Provided records Start Marker

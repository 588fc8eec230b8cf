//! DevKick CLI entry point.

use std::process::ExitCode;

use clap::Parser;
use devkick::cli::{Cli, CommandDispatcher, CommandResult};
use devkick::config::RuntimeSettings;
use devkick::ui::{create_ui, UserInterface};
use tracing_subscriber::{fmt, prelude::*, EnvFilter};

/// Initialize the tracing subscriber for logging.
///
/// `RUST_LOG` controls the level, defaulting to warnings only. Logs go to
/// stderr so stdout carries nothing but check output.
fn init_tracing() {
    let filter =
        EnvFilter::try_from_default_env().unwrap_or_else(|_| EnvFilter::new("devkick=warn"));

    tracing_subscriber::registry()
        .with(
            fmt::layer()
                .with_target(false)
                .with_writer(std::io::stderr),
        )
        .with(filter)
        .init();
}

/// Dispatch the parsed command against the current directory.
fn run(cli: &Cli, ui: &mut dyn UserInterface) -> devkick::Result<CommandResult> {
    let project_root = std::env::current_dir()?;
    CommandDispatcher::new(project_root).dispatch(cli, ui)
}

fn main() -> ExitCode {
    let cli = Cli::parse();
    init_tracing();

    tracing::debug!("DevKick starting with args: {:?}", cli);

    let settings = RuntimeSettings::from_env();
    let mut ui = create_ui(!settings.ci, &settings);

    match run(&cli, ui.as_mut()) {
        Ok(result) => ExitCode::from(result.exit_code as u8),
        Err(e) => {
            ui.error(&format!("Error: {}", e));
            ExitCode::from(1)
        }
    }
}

Provided records End Marker
Provided records Start Marker

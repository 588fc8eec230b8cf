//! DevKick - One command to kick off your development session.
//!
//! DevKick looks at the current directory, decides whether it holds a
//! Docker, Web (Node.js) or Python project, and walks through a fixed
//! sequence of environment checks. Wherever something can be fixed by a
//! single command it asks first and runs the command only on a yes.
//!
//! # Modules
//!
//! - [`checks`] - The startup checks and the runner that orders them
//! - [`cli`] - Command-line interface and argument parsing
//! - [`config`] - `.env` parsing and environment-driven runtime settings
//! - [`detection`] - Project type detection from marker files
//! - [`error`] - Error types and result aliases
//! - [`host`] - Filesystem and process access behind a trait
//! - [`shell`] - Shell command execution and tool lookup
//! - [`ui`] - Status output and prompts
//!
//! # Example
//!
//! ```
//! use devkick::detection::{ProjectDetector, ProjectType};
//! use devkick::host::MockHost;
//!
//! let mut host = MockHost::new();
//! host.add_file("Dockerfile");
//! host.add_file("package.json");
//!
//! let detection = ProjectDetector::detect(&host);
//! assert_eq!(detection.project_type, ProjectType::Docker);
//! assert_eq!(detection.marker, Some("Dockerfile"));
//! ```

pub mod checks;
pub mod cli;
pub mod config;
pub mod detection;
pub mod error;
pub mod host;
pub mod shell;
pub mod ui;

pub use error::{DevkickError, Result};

Provided records End Marker
Provided records Start Marker

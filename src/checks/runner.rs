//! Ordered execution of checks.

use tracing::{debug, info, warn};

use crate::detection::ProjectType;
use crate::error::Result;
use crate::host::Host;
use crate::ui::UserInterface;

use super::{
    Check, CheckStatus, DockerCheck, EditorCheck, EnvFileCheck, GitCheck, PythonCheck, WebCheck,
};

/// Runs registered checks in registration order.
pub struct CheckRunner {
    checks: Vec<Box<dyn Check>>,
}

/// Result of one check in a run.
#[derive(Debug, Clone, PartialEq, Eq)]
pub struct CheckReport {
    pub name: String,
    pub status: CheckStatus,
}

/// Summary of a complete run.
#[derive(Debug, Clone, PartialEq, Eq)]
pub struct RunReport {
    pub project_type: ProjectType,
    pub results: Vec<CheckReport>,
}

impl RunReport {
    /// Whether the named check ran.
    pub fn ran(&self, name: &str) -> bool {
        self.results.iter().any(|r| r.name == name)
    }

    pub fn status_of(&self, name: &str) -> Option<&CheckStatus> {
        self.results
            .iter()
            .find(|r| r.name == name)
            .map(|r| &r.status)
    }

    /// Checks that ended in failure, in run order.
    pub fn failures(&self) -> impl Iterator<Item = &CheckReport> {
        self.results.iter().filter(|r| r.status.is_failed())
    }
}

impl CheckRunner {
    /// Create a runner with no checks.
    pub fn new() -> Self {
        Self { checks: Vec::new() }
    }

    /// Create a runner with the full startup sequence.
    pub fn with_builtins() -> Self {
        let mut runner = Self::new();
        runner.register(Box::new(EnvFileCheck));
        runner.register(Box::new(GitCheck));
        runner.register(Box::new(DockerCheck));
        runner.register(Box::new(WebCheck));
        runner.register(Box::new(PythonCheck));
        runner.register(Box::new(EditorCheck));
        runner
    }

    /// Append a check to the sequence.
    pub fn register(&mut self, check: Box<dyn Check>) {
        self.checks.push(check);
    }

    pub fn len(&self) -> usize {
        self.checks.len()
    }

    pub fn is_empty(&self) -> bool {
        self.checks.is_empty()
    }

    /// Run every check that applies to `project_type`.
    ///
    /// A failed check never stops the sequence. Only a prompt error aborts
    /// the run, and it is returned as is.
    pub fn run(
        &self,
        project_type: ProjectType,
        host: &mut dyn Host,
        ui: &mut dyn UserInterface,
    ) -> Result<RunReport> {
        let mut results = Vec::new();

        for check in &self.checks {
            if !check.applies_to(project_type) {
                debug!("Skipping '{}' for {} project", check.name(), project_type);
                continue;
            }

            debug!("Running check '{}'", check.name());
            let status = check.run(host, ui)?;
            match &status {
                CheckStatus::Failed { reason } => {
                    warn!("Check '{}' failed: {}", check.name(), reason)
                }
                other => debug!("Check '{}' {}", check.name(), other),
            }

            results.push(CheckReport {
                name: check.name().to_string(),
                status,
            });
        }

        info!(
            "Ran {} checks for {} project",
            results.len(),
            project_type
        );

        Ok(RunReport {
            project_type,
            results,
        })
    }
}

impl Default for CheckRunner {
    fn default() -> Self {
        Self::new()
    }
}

Provided records End Marker

> [What to produce] Look over the material and return every line where the word "CheckRunner" is found.

> [Solution to this task]
pub struct CheckRunner {
impl CheckRunner {
impl Default for CheckRunner {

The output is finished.